_Instructions for the task_: Among the entries, which lines carry the string "that"? Copy each of them.

▬▬▬▬▬▬

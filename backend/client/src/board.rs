//! # Board
//!
//! Local view of the todo list.
//!
//! The server is the only source of truth. Every successful write is followed
//! by a full [`Board::refresh`] that throws away the local rows and rebuilds
//! them, so the board never patches itself optimistically.
//!
//! ## Local state
//! - Rows: the last fetched todos, each with an `is_editing` flag that only
//!   exists on this side
//! - Draft: the pending text for the next new todo
//!
//! ## Notices
//! Actions return an optional [`Notice`] instead of failing. Error notices
//! carry the server's message when it sent one, otherwise a fixed fallback.
//! A failed call leaves the rows exactly as the last successful fetch left
//! them.
use std::fmt;

use tokio::task::JoinSet;
use tracing::{info, warn};

use crate::{api::ApiClient, models::Todo};

pub const EMPTY_DRAFT: &str = "Please enter a todo.";
pub const EMPTY_EDIT: &str = "Please enter valid content for the todo.";

#[derive(Clone, Debug, PartialEq, Eq)]
pub enum Notice {
    Success(String),
    Error(String),
}

#[derive(Clone, Debug, PartialEq)]
pub struct Row {
    pub todo: Todo,
    pub is_editing: bool,
}

pub struct Board {
    api: ApiClient,
    rows: Vec<Row>,
    draft: String,
}

impl Board {
    pub fn new(api: ApiClient) -> Self {
        Self {
            api,
            rows: Vec::new(),
            draft: String::new(),
        }
    }

    pub fn rows(&self) -> &[Row] {
        &self.rows
    }

    pub fn draft(&self) -> &str {
        &self.draft
    }

    pub fn set_draft(&mut self, draft: impl Into<String>) {
        self.draft = draft.into();
    }

    pub fn remaining(&self) -> usize {
        self.rows.len()
    }

    pub fn editing(&self) -> Option<&Row> {
        self.rows.iter().find(|row| row.is_editing)
    }

    /// Row index for a 1-based position or a full id.
    pub fn position(&self, target: &str) -> Option<usize> {
        if let Ok(number) = target.parse::<usize>() {
            return number.checked_sub(1).filter(|&index| index < self.rows.len());
        }

        self.rows.iter().position(|row| row.todo.id == target)
    }

    pub async fn load(&mut self) -> Option<Notice> {
        self.refresh().await
    }

    pub async fn refresh(&mut self) -> Option<Notice> {
        match self.api.list().await {
            Ok(todos) => {
                self.rows = todos
                    .into_iter()
                    .map(|todo| Row {
                        todo,
                        is_editing: false,
                    })
                    .collect();
                None
            }
            Err(e) => {
                warn!("Refresh failed: {e}");
                Some(Notice::Error(e.user_message("Error fetching todos")))
            }
        }
    }

    pub async fn add(&mut self) -> Option<Notice> {
        if self.draft.trim().is_empty() {
            return Some(Notice::Error(EMPTY_DRAFT.to_string()));
        }

        match self.api.create(&self.draft).await {
            Ok(todo) => {
                info!(id = %todo.id, "Added todo");
                self.draft.clear();
                self.refresh().await
            }
            Err(e) => Some(Notice::Error(e.user_message("Error adding todo"))),
        }
    }

    /// Opens the row at `index` for editing and closes every other row.
    /// Toggling the open row closes it.
    pub fn toggle_editing(&mut self, index: usize) {
        for (i, row) in self.rows.iter_mut().enumerate() {
            row.is_editing = if i == index { !row.is_editing } else { false };
        }
    }

    pub async fn save_edit(&mut self, id: &str, content: &str) -> Option<Notice> {
        if content.trim().is_empty() {
            return Some(Notice::Error(EMPTY_EDIT.to_string()));
        }

        match self.api.update(id, content).await {
            Ok(_) => self.refresh().await,
            Err(e) => Some(Notice::Error(e.user_message("Error updating todo"))),
        }
    }

    pub async fn delete(&mut self, id: &str) -> Option<Notice> {
        match self.api.delete(id).await {
            Ok(_) => self
                .refresh()
                .await
                .or_else(|| Some(Notice::Success("Todo deleted successfully".to_string()))),
            Err(e) => Some(Notice::Error(e.user_message("Error deleting todo"))),
        }
    }

    /// Deletes every known row concurrently, then refreshes once. Nothing is
    /// rolled back when only some deletes succeed.
    pub async fn clear_all(&mut self) -> Option<Notice> {
        let mut deletes = JoinSet::new();

        for row in &self.rows {
            let api = self.api.clone();
            let id = row.todo.id.clone();

            deletes.spawn(async move { api.delete(&id).await });
        }

        let mut failed = 0usize;
        while let Some(result) = deletes.join_next().await {
            match result {
                Ok(Ok(_)) => {}
                Ok(Err(e)) => {
                    warn!("Delete during clear failed: {e}");
                    failed += 1;
                }
                Err(e) => {
                    warn!("Delete task failed: {e}");
                    failed += 1;
                }
            }
        }

        let refreshed = self.refresh().await;

        if failed > 0 {
            return Some(Notice::Error("Error clearing todos".to_string()));
        }

        refreshed.or_else(|| Some(Notice::Success("All todos cleared successfully".to_string())))
    }
}

impl fmt::Display for Board {
    fn fmt(&self, f: &mut fmt::Formatter<'_>) -> fmt::Result {
        for (i, row) in self.rows.iter().enumerate() {
            let marker = if row.is_editing { "*" } else { " " };

            writeln!(f, "{marker}{:>3}. {}  [{}]", i + 1, row.todo.content, row.todo.id)?;
        }

        writeln!(f, "{} tasks left", self.remaining())
    }
}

▬▬▬▬▬▬

_Result_:
//! by a full [`Board::refresh`] that throws away the local rows and rebuilds
//! - Rows: the last fetched todos, each with an `is_editing` flag that only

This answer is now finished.